1. In a liquid fuel burner wherein liquid fuel is impregnated in stuffing accommodated in a fuel tank and which is equipped with a wick with a draw-up section in contact with the stuffing for drawing up liquid fuel by capillarity and burning it at a tip flame-producing section and an igniter for lighting the flame-producing section,

a wick for liquid fuel burner characterized in that it is constituted of a porous material and at least a side surface not including an upper end surface of the flame-producing section is provided with a skin layer for suppressing volatization of liquid fuel.

2. A wick according to claim 1, characterized in that in the wick provided with the skin layer, liquid fuel volatization suppressing action at a side surface on the side of the igniter is smaller than volatization suppressing action at other side surfaces.

3. A wick according to claim 2, characterized in that the side surface of the wick on the side of the igniter is partially formed with the skin layer.

4. A wick according to claim 2, characterized in that the side surface of the wick on the side of the igniter is not formed with the skin layer.

5. A wick according to claim 1, characterized in that the skin layer is a porous coating having lower liquid fuel permeability than the permeability at the wick interior.
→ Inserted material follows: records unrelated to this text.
//! Postgres identifier validation
//!
//! `CREATE DATABASE` takes no bind parameters for the database or role
//! name, so anything spliced into that statement goes through this
//! newtype first.

use std::fmt;

use once_cell::sync::Lazy;
use regex::Regex;

use super::ValidationError;

/// Postgres truncates identifiers at 63 bytes
const MAX_IDENT_LEN: usize = 63;

/// Unquoted identifier pattern: starts with a lowercase letter or
/// underscore, then lowercase alphanumerics/underscores.
static IDENT_RE: Lazy<Regex> =
    Lazy::new(|| Regex::new(r"^[a-z_][a-z0-9_]{0,62}$").expect("invalid identifier regex"));

/// Validated Postgres identifier (database or role name)
#[derive(Debug, Clone, PartialEq, Eq, Hash)]
pub struct PgIdent(String);

impl PgIdent {
    /// Create a new identifier, validating catalog naming rules.
    ///
    /// # Rules
    /// - Max 63 characters
    /// - Lowercase alphanumeric and underscores
    /// - Must not start with a digit
    ///
    /// # Example
    /// ```
    /// use pharmd_server::models::PgIdent;
    ///
    /// assert!(PgIdent::new("app").is_ok());
    /// assert!(PgIdent::new("App").is_err());   // uppercase
    /// assert!(PgIdent::new("1app").is_err());  // starts with digit
    /// ```
    pub fn new(s: &str) -> Result<Self, ValidationError> {
        if s.is_empty() {
            return Err(ValidationError::Empty {
                field: "identifier",
            });
        }

        if s.len() > MAX_IDENT_LEN {
            return Err(ValidationError::TooLong {
                field: "identifier",
                max: MAX_IDENT_LEN,
            });
        }

        if !IDENT_RE.is_match(s) {
            return Err(ValidationError::InvalidFormat {
                field: "identifier",
                reason: "must be lowercase alphanumeric with underscores, not starting with a digit",
            });
        }

        Ok(Self(s.to_owned()))
    }

    /// Get the identifier as a string slice.
    pub fn as_str(&self) -> &str {
        &self.0
    }

    /// Render double-quoted for splicing into DDL. The validated
    /// charset contains no quotes, so no escaping is needed.
    pub fn quoted(&self) -> String {
        format!("\"{}\"", self.0)
    }
}

impl AsRef<str> for PgIdent {
    fn as_ref(&self) -> &str {
        &self.0
    }
}

impl fmt::Display for PgIdent {
    fn fmt(&self, f: &mut fmt::Formatter<'_>) -> fmt::Result {
        f.write_str(&self.0)
    }
}

#[cfg(test)]
mod tests {
    use super::*;

    #[test]
    fn valid_identifiers() {
        assert!(PgIdent::new("app").is_ok());
        assert!(PgIdent::new("app_db").is_ok());
        assert!(PgIdent::new("_private").is_ok());
        assert!(PgIdent::new("a").is_ok());
        assert!(PgIdent::new("db2").is_ok());
    }

    #[test]
    fn rejects_uppercase() {
        let err = PgIdent::new("App").unwrap_err();
        assert!(matches!(err, ValidationError::InvalidFormat { .. }));
    }

    #[test]
    fn rejects_digit_start() {
        let err = PgIdent::new("1app").unwrap_err();
        assert!(matches!(err, ValidationError::InvalidFormat { .. }));
    }

    #[test]
    fn rejects_empty() {
        let err = PgIdent::new("").unwrap_err();
        assert!(matches!(err, ValidationError::Empty { .. }));
    }

    #[test]
    fn rejects_quotes_and_spaces() {
        assert!(PgIdent::new("app db").is_err());
        assert!(PgIdent::new("app\"; DROP DATABASE x").is_err());
        assert!(PgIdent::new("app-db").is_err());
    }

    #[test]
    fn max_length() {
        let name_63 = "a".repeat(63);
        assert!(PgIdent::new(&name_63).is_ok());

        let name_64 = "a".repeat(64);
        let err = PgIdent::new(&name_64).unwrap_err();
        assert!(matches!(err, ValidationError::TooLong { max: 63, .. }));
    }

    #[test]
    fn quoting() {
        let ident = PgIdent::new("app").unwrap();
        assert_eq!(ident.quoted(), "\"app\"");
    }
}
6. A wick according to claim 1, characterized in that the skin layer is constituted by application of or immersion in what is obtained by mixing a metal oxide powder and a binder, and solidification by drying.

7. A wick according to claim 6, characterized in that the metal oxide powder includes at least one of titanium oxide and aluminum oxide.

8. A wick according to claim 1, characterized in that the skin layer is constituted by application of or immersion in what is obtained by mixing a heat-resistant inorganic compound powder, a metal powder or a mixture thereof and a binder, and solidification by drying.

9. A wick according to claim 6 or 8, characterized in that the binder is a waterglass material composed of sodium silicate, potassium silicate or the like.

10. A wick according to claim 6 or 8, characterized in that the binder is a low-melting-point glass material.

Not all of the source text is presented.